▶ **Excerpted data**:

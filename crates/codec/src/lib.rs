//! Scalar value codecs for rowmap
//!
//! The codec seam decouples field values from their byte representation in
//! the store. All scalar conversion in the mapper goes through an injected
//! [`ValueCodec`], so deployments with pre-existing data in a different
//! encoding swap codecs instead of rewriting rows.
//!
//! Two implementations ship here:
//!
//! - [`BinaryCodec`]: fixed-width 8-byte big-endian numerics, single-byte
//!   booleans, identity strings. The default.
//! - [`TextCodec`]: decimal-ASCII numerics and `true`/`false` booleans,
//!   for tables written by text-encoding producers.
//!
//! # Usage
//!
//! ```
//! use rowmap_codec::{BinaryCodec, ValueCodec};
//! use rowmap_core::value::{Kind, Value};
//!
//! let codec = BinaryCodec;
//! let encoded = codec.encode(&Value::Int(30));
//! let decoded = codec.decode(Kind::Int, &encoded).unwrap();
//! assert_eq!(decoded, Value::Int(30));
//! ```

#![warn(missing_docs)]
#![warn(clippy::all)]

mod binary;
mod text;
mod traits;

pub use binary::{BinaryCodec, FIXED_WIDTH};
pub use text::TextCodec;
pub use traits::ValueCodec;

/// Get a codec by its identifier.
///
/// Returns `None` for an unrecognized identifier.
///
/// # Known Codecs
///
/// - `"binary-be"`: fixed-width big-endian (the default)
/// - `"text"`: decimal-ASCII
pub fn get_codec(codec_id: &str) -> Option<Box<dyn ValueCodec>> {
    match codec_id {
        "binary-be" => Some(Box::new(BinaryCodec)),
        "text" => Some(Box::new(TextCodec)),
        _ => None,
    }
}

▶ **Action item**:
For each line in the records that contains the word "traits", make a copy.

▶ **Exercise result**:
mod traits;
pub use traits::ValueCodec;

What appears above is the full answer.